_ABOUT THIS EXERCISE_
Only the number is wanted: how many lines in the material below contain "expected".

_RAW DATA_

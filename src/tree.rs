//! In-memory entry model for a VFS2 archive.
//!
//! Folders and files are held in two flat vectors indexed by their dense
//! ids; parent/child links are plain indices into those vectors, so the
//! tree carries no ownership cycles. A tree is built either by the archive
//! reader or by the directory importer, then consumed once by the extractor
//! or the writer.

use crate::archive::format::{self, CompressType};
use crate::error::{Result, VfsError};
use std::io::{Read, Write};

/// Sentinel `parent_id` carried by the root folder
pub const NO_PARENT: i32 = -1;

/// Index reference to a child entry, in insertion order
#[derive(Debug, Clone, Copy, PartialEq, Eq)]
pub enum ChildRef {
    Folder(usize),
    File(usize),
}

/// A directory entry
#[derive(Debug, Clone)]
pub struct FolderEntry {
    pub name_hash: u32,
    pub id: i32,
    pub parent_id: i32,
    /// Opaque classification value: 1 for the root, 9 for a folder literally
    /// named `ui`, -1 otherwise. Preserved verbatim on round-trip.
    pub unk1: i32,
    /// Id of the first file packed under this folder, or -1 if it owns none
    pub file_id_start: i32,
    /// Own path segment; empty for the root, filled from the name table when
    /// parsing an archive
    pub name: String,
    pub children: Vec<ChildRef>,
}

/// A file entry
#[derive(Debug, Clone)]
pub struct FileEntry {
    pub name_hash: u32,
    pub id: i32,
    pub compression: CompressType,
    pub parent_id: i32,
    /// Byte offset of the payload within the archive's data region
    pub offset: i32,
    /// On-disk payload size (compressed size for Deflate entries)
    pub size: i32,
    pub name: String,
}

impl FolderEntry {
    /// Read one 20-byte folder record
    pub fn read_from<R: Read>(mut reader: R) -> Result<Self> {
        Ok(Self {
            name_hash: format::read_i32(&mut reader)? as u32,
            id: format::read_i32(&mut reader)?,
            parent_id: format::read_i32(&mut reader)?,
            unk1: format::read_i32(&mut reader)?,
            file_id_start: format::read_i32(&mut reader)?,
            name: String::new(),
            children: Vec::new(),
        })
    }

    /// Write one 20-byte folder record
    pub fn write_to<W: Write>(&self, mut writer: W) -> Result<()> {
        format::write_i32(&mut writer, self.name_hash as i32)?;
        format::write_i32(&mut writer, self.id)?;
        format::write_i32(&mut writer, self.parent_id)?;
        format::write_i32(&mut writer, self.unk1)?;
        format::write_i32(&mut writer, self.file_id_start)
    }
}

impl FileEntry {
    /// Read one 24-byte file record
    pub fn read_from<R: Read>(mut reader: R) -> Result<Self> {
        Ok(Self {
            name_hash: format::read_i32(&mut reader)? as u32,
            id: format::read_i32(&mut reader)?,
            compression: CompressType::from_i32(format::read_i32(&mut reader)?)?,
            parent_id: format::read_i32(&mut reader)?,
            offset: format::read_i32(&mut reader)?,
            size: format::read_i32(&mut reader)?,
            name: String::new(),
        })
    }

    /// Write one 24-byte file record
    pub fn write_to<W: Write>(&self, mut writer: W) -> Result<()> {
        format::write_i32(&mut writer, self.name_hash as i32)?;
        format::write_i32(&mut writer, self.id)?;
        format::write_i32(&mut writer, self.compression as i32)?;
        format::write_i32(&mut writer, self.parent_id)?;
        format::write_i32(&mut writer, self.offset)?;
        format::write_i32(&mut writer, self.size)
    }
}

/// The full entry tree of one archive
#[derive(Debug, Default)]
pub struct VfsTree {
    pub folders: Vec<FolderEntry>,
    pub files: Vec<FileEntry>,
    root_id: Option<usize>,
}

impl VfsTree {
    /// Index of the root folder
    pub fn root_id(&self) -> Result<usize> {
        self.root_id.ok_or(VfsError::MissingRoot)
    }

    /// Append a folder, assigning the next dense id
    pub fn add_folder(&mut self, name: &str, parent_id: i32, name_hash: u32) -> i32 {
        let id = self.folders.len() as i32;
        let unk1 = match name {
            "" => 1,
            "ui" => 9,
            _ => -1,
        };

        self.folders.push(FolderEntry {
            name_hash,
            id,
            parent_id,
            unk1,
            file_id_start: -1,
            name: name.to_owned(),
            children: Vec::new(),
        });

        id
    }

    /// Append a file, assigning the next dense id
    pub fn add_file(&mut self, name: &str, parent_id: i32, name_hash: u32) -> i32 {
        let id = self.files.len() as i32;

        self.files.push(FileEntry {
            name_hash,
            id,
            compression: CompressType::for_file_name(name),
            parent_id,
            offset: -1,
            size: -1,
            name: name.to_owned(),
        });

        id
    }

    /// Attach every entry to its parent folder and record the root.
    ///
    /// Entries must already be in id order. Each `parent_id` must index a
    /// folder whose own id equals it; a file without a parent is fatal.
    pub fn resolve_relations(&mut self) -> Result<()> {
        for folder in &mut self.folders {
            folder.children.clear();
        }
        self.root_id = None;

        for idx in 0..self.folders.len() {
            let parent_id = self.folders[idx].parent_id;
            if parent_id < 0 {
                self.root_id = Some(idx);
                continue;
            }

            let parent_idx = self.parent_index(&self.folders[idx].name, parent_id)?;
            self.folders[parent_idx].children.push(ChildRef::Folder(idx));
        }

        for idx in 0..self.files.len() {
            let parent_id = self.files[idx].parent_id;
            if parent_id < 0 {
                return Err(VfsError::MissingParent(self.files[idx].name.clone()));
            }

            let parent_idx = self.parent_index(&self.files[idx].name, parent_id)?;
            self.folders[parent_idx].children.push(ChildRef::File(idx));
        }

        Ok(())
    }

    /// Index of the folder a `parent_id` points at, verifying the folder's
    /// own id equals it
    fn parent_index(&self, child_name: &str, parent_id: i32) -> Result<usize> {
        let parent_idx = parent_id as usize;
        let parent = self
            .folders
            .get(parent_idx)
            .ok_or_else(|| VfsError::DanglingParent {
                child: child_name.to_owned(),
                parent: parent_id,
            })?;

        if parent.id != parent_id {
            return Err(VfsError::ParentIdMismatch {
                name: child_name.to_owned(),
                expected: parent_id,
                actual: parent.id,
            });
        }

        Ok(parent_idx)
    }

    /// Path of a folder relative to the root, `/`-joined.
    ///
    /// The root's empty name contributes nothing, so the root itself maps to
    /// the empty path. Valid only after [`resolve_relations`](Self::resolve_relations).
    pub fn folder_path(&self, folder: usize) -> String {
        let mut segments = Vec::new();
        let mut current = Some(folder);

        while let Some(idx) = current {
            let entry = &self.folders[idx];
            if !entry.name.is_empty() {
                segments.push(entry.name.as_str());
            }
            current = (entry.parent_id >= 0).then_some(entry.parent_id as usize);
        }

        segments.reverse();
        segments.join("/")
    }

    /// Path of a file relative to the root, `/`-joined
    pub fn file_path(&self, file: usize) -> String {
        let entry = &self.files[file];
        let dir = self.folder_path(entry.parent_id as usize);
        if dir.is_empty() {
            entry.name.clone()
        } else {
            format!("{dir}/{}", entry.name)
        }
    }

    /// Sub-folders of a folder, in insertion order
    pub fn subfolders(&self, folder: usize) -> impl Iterator<Item = usize> + '_ {
        self.folders[folder].children.iter().filter_map(|c| match c {
            ChildRef::Folder(idx) => Some(*idx),
            ChildRef::File(_) => None,
        })
    }

    /// Files owned by a folder, in insertion order
    pub fn folder_files(&self, folder: usize) -> impl Iterator<Item = usize> + '_ {
        self.folders[folder].children.iter().filter_map(|c| match c {
            ChildRef::File(idx) => Some(*idx),
            ChildRef::Folder(_) => None,
        })
    }
}

#[cfg(test)]
mod tests {
    use super::*;
    use crate::hash::hash_name;

    fn sample_tree() -> VfsTree {
        let mut tree = VfsTree::default();
        let root = tree.add_folder("", NO_PARENT, hash_name(""));
        let ui = tree.add_folder("ui", root, hash_name("ui"));
        tree.add_file("menu.json", ui, hash_name("ui/menu.json"));
        tree.add_file("bgm.at9", root, hash_name("bgm.at9"));
        tree.resolve_relations().unwrap();
        tree
    }

    #[test]
    fn test_unk1_assignment() {
        let tree = sample_tree();
        assert_eq!(tree.folders[0].unk1, 1);
        assert_eq!(tree.folders[1].unk1, 9);

        let mut other = VfsTree::default();
        let root = other.add_folder("", NO_PARENT, hash_name(""));
        other.add_folder("sound", root, hash_name("sound"));
        assert_eq!(other.folders[1].unk1, -1);
    }

    #[test]
    fn test_paths() {
        let tree = sample_tree();
        assert_eq!(tree.folder_path(0), "");
        assert_eq!(tree.folder_path(1), "ui");
        assert_eq!(tree.file_path(0), "ui/menu.json");
        assert_eq!(tree.file_path(1), "bgm.at9");
    }

    #[test]
    fn test_children_order() {
        let tree = sample_tree();
        let root = tree.root_id().unwrap();
        assert_eq!(tree.subfolders(root).collect::<Vec<_>>(), vec![1]);
        assert_eq!(tree.folder_files(root).collect::<Vec<_>>(), vec![1]);
        assert_eq!(tree.folder_files(1).collect::<Vec<_>>(), vec![0]);
    }

    #[test]
    fn test_file_without_parent_is_fatal() {
        let mut tree = VfsTree::default();
        tree.add_folder("", NO_PARENT, hash_name(""));
        tree.add_file("orphan.bin", NO_PARENT, hash_name("orphan.bin"));
        assert!(matches!(
            tree.resolve_relations(),
            Err(VfsError::MissingParent(name)) if name == "orphan.bin"
        ));
    }

    #[test]
    fn test_dangling_parent_is_fatal() {
        let mut tree = VfsTree::default();
        let root = tree.add_folder("", NO_PARENT, hash_name(""));
        tree.add_file("stray.bin", root + 7, hash_name("stray.bin"));
        assert!(matches!(
            tree.resolve_relations(),
            Err(VfsError::DanglingParent { parent: 7, .. })
        ));
    }

    #[test]
    fn test_mismatched_parent_id_is_fatal() {
        let mut tree = VfsTree::default();
        tree.add_folder("", NO_PARENT, hash_name(""));
        // corrupt the id so position and id disagree
        tree.folders[0].id = 5;
        tree.files.push(FileEntry {
            name_hash: hash_name("a.bin"),
            id: 0,
            compression: CompressType::Stored,
            parent_id: 0,
            offset: -1,
            size: -1,
            name: "a.bin".to_owned(),
        });
        assert!(matches!(
            tree.resolve_relations(),
            Err(VfsError::ParentIdMismatch { expected: 0, actual: 5, .. })
        ));
    }

    #[test]
    fn test_folder_record_roundtrip() {
        let folder = FolderEntry {
            name_hash: 0x4002_B5D4,
            id: 3,
            parent_id: 0,
            unk1: -1,
            file_id_start: 12,
            name: "sound".to_owned(),
            children: Vec::new(),
        };

        let mut buf = Vec::new();
        folder.write_to(&mut buf).unwrap();
        assert_eq!(buf.len(), format::FOLDER_RECORD_SIZE);

        let parsed = FolderEntry::read_from(&buf[..]).unwrap();
        assert_eq!(parsed.name_hash, folder.name_hash);
        assert_eq!(parsed.id, folder.id);
        assert_eq!(parsed.parent_id, folder.parent_id);
        assert_eq!(parsed.unk1, folder.unk1);
        assert_eq!(parsed.file_id_start, folder.file_id_start);
    }

    #[test]
    fn test_file_record_roundtrip() {
        let file = FileEntry {
            name_hash: 0x5F00_1234,
            id: 7,
            compression: CompressType::Deflate,
            parent_id: 2,
            offset: 4096,
            size: 512,
            name: "config.json".to_owned(),
        };

        let mut buf = Vec::new();
        file.write_to(&mut buf).unwrap();
        assert_eq!(buf.len(), format::FILE_RECORD_SIZE);

        let parsed = FileEntry::read_from(&buf[..]).unwrap();
        assert_eq!(parsed.name_hash, file.name_hash);
        assert_eq!(parsed.id, file.id);
        assert_eq!(parsed.compression, file.compression);
        assert_eq!(parsed.parent_id, file.parent_id);
        assert_eq!(parsed.offset, file.offset);
        assert_eq!(parsed.size, file.size);
    }

    #[test]
    fn test_file_record_rejects_unknown_compression() {
        let mut buf = Vec::new();
        for value in [0x4ABC_i32, 1, 5, 0, 0, 0] {
            format::write_i32(&mut buf, value).unwrap();
        }
        assert!(matches!(
            FileEntry::read_from(&buf[..]),
            Err(VfsError::UnknownCompression(5))
        ));
    }
}
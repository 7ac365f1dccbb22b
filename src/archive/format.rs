use crate::error::{Result, VfsError};
use std::io::{Read, Write};

/// Magic literal at the start of every archive
pub const MAGIC: [u8; 4] = *b"VFS2";

/// Folder record size in bytes: hash, id, parent_id, unk1, file_id_start
pub const FOLDER_RECORD_SIZE: usize = 20;

/// File record size in bytes: hash, id, compress_type, parent_id, offset, size
pub const FILE_RECORD_SIZE: usize = 24;

/// Per-file payload encoding selector
#[derive(Debug, Clone, Copy, PartialEq, Eq)]
#[repr(i32)]
pub enum CompressType {
    /// Payload stored verbatim
    Stored = 0,
    /// DEFLATE (zlib) payload, preceded by an i32 decompressed-size prefix
    Deflate = 2,
}

impl CompressType {
    pub fn from_i32(value: i32) -> Result<Self> {
        match value {
            0 => Ok(Self::Stored),
            2 => Ok(Self::Deflate),
            _ => Err(VfsError::UnknownCompression(value)),
        }
    }

    /// Encoding used when packing a file of this name.
    ///
    /// `.at9` audio is already compressed and is stored as-is.
    pub fn for_file_name(name: &str) -> Self {
        if name.ends_with(".at9") {
            Self::Stored
        } else {
            Self::Deflate
        }
    }
}

/// Read a 4-byte little-endian signed integer
pub fn read_i32<R: Read>(mut reader: R) -> Result<i32> {
    let mut buf = [0u8; 4];
    reader.read_exact(&mut buf)?;
    Ok(i32::from_le_bytes(buf))
}

/// Write a 4-byte little-endian signed integer
pub fn write_i32<W: Write>(mut writer: W, value: i32) -> Result<()> {
    writer.write_all(&value.to_le_bytes())?;
    Ok(())
}

/// Read a length-prefixed UTF-8 string (i32 byte count, then the bytes)
pub fn read_string<R: Read>(mut reader: R) -> Result<String> {
    let len = read_i32(&mut reader)?;
    if len < 0 {
        return Err(VfsError::InvalidFormat(format!(
            "negative string length {len}"
        )));
    }

    let mut buf = vec![0u8; len as usize];
    reader.read_exact(&mut buf)?;
    String::from_utf8(buf)
        .map_err(|e| VfsError::InvalidFormat(format!("invalid UTF-8 in name: {e}")))
}

/// Write a length-prefixed UTF-8 string
pub fn write_string<W: Write>(mut writer: W, value: &str) -> Result<()> {
    write_i32(&mut writer, value.len() as i32)?;
    writer.write_all(value.as_bytes())?;
    Ok(())
}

_SOLVED EXERCISE_
2